### Problem details
Out of the records below, copy all lines in which the word "Option" occurs.

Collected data
◇ ◇ ◇ ◇ ◇

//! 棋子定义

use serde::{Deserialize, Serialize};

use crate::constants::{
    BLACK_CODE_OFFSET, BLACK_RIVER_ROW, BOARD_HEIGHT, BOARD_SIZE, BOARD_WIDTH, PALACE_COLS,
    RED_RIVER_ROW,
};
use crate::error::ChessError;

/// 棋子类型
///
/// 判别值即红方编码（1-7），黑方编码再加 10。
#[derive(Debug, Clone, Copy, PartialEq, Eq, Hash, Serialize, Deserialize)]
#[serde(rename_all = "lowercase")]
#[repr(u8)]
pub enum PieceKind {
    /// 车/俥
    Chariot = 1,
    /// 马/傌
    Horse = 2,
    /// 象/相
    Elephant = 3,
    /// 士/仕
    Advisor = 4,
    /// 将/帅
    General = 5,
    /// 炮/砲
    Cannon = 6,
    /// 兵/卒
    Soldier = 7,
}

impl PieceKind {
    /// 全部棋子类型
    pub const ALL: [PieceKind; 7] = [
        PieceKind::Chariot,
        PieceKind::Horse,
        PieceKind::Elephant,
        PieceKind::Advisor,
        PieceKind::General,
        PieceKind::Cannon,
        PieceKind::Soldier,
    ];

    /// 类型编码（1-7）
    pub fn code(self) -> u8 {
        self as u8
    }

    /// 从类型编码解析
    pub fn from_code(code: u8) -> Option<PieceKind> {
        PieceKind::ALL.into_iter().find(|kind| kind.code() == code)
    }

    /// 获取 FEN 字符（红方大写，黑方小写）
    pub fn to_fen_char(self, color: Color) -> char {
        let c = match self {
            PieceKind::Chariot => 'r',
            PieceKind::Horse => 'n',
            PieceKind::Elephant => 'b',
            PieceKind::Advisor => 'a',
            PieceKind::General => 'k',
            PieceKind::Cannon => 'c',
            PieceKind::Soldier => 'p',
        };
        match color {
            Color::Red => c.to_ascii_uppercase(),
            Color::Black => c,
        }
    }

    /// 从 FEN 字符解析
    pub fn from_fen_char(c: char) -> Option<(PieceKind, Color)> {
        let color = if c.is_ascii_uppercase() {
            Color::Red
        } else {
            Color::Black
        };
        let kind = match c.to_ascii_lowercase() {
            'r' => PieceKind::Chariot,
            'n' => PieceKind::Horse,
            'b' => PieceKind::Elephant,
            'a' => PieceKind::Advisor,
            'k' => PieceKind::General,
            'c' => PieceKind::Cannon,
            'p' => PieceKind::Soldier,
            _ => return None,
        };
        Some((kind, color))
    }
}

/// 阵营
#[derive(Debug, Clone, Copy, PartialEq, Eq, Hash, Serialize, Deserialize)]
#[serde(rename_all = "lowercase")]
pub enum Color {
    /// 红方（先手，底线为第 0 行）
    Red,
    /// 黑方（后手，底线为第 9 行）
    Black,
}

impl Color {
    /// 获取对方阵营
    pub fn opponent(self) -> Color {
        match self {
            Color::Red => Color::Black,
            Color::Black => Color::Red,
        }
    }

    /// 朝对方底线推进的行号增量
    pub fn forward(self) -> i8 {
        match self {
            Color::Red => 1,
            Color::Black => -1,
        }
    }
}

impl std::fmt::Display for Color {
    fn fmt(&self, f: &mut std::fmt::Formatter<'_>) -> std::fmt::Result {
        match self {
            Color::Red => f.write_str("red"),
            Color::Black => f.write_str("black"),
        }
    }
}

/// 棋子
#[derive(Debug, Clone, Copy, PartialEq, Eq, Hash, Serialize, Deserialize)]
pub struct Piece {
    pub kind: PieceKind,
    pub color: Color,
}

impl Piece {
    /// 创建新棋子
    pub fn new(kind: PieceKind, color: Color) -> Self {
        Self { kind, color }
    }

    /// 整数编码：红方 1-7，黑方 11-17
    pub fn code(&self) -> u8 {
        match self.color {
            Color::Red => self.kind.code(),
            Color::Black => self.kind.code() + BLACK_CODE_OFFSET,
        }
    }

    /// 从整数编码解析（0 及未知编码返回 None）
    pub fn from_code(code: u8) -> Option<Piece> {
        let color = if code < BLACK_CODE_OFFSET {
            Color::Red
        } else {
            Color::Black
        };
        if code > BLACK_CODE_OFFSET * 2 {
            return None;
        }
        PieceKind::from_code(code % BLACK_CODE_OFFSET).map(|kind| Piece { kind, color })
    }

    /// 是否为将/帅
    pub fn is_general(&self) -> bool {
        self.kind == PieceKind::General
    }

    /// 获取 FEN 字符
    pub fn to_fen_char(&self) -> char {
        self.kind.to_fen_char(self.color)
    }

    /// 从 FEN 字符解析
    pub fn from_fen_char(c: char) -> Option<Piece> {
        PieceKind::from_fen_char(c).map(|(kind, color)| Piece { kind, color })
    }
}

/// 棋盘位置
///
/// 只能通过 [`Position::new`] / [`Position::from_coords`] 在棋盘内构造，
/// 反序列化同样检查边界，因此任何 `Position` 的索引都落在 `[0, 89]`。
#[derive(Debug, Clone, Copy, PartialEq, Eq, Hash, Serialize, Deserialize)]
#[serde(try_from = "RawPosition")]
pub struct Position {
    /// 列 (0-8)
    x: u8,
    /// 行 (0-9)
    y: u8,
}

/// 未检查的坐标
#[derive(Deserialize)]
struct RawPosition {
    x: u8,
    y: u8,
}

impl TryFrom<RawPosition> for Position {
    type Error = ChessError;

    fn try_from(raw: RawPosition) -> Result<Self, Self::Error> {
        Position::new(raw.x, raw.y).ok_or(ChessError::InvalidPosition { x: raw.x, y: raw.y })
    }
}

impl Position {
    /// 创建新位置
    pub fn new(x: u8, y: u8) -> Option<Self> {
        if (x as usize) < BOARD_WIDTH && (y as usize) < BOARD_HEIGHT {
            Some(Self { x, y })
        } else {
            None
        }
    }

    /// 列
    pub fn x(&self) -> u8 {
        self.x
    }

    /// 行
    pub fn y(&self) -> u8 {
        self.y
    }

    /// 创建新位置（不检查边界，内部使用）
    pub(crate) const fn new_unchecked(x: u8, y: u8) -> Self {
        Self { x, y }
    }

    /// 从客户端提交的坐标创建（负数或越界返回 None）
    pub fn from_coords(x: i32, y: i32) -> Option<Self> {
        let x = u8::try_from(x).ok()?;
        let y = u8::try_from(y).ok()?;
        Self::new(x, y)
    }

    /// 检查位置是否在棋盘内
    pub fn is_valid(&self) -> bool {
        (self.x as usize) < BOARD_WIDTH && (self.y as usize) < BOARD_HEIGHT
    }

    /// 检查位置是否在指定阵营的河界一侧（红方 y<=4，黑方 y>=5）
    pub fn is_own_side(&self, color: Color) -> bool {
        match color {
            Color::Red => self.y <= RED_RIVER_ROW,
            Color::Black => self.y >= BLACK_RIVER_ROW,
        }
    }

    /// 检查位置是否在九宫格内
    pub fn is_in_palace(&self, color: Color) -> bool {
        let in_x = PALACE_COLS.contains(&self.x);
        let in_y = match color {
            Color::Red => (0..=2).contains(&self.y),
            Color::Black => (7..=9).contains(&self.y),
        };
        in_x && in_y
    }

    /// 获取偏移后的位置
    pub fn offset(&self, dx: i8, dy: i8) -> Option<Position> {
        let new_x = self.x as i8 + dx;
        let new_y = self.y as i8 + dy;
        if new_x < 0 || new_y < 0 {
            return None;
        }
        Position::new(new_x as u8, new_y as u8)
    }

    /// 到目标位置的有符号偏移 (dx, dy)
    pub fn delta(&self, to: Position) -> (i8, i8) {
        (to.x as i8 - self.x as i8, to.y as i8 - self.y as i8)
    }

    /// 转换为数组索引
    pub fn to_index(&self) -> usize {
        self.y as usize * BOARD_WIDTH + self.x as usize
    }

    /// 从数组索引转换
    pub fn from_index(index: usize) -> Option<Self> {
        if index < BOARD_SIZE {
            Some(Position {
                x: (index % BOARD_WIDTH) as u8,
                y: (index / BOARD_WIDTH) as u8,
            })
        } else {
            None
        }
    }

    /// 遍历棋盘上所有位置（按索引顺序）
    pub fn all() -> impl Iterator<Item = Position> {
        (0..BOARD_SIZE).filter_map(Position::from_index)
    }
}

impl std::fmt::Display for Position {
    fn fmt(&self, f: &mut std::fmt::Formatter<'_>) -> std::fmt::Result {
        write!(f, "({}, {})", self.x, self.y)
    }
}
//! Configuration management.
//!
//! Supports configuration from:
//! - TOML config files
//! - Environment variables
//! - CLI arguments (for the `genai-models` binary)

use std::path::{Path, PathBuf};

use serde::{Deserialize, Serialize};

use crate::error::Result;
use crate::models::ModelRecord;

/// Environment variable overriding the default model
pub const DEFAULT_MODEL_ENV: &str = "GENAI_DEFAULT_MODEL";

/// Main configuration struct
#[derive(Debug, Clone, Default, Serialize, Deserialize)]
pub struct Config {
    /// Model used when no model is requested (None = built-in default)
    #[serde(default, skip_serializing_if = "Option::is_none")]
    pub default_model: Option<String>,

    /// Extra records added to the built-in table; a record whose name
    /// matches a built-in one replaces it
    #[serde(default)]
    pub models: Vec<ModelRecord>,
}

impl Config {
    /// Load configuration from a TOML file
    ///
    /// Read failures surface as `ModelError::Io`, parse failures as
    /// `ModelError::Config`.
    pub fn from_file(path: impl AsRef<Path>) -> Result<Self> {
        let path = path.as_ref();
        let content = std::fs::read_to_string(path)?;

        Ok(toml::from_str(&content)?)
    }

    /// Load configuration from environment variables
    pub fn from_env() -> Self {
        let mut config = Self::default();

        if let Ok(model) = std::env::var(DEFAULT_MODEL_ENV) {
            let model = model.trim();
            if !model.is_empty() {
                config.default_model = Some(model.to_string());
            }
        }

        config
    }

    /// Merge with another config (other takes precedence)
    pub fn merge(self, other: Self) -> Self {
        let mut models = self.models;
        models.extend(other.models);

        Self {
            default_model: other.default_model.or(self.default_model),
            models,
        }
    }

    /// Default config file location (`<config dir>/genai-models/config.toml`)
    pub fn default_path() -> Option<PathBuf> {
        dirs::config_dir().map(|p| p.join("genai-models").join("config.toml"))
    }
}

◇ ◇ ◇ ◇ ◇

### Expected answer
    pub fn from_code(code: u8) -> Option<PieceKind> {
    pub fn from_fen_char(c: char) -> Option<(PieceKind, Color)> {
    pub fn from_code(code: u8) -> Option<Piece> {
    pub fn from_fen_char(c: char) -> Option<Piece> {
    pub fn new(x: u8, y: u8) -> Option<Self> {
    pub fn from_coords(x: i32, y: i32) -> Option<Self> {
    pub fn offset(&self, dx: i8, dy: i8) -> Option<Position> {
    pub fn from_index(index: usize) -> Option<Self> {
    #[serde(default, skip_serializing_if = "Option::is_none")]
    pub default_model: Option<String>,
    pub fn default_path() -> Option<PathBuf> {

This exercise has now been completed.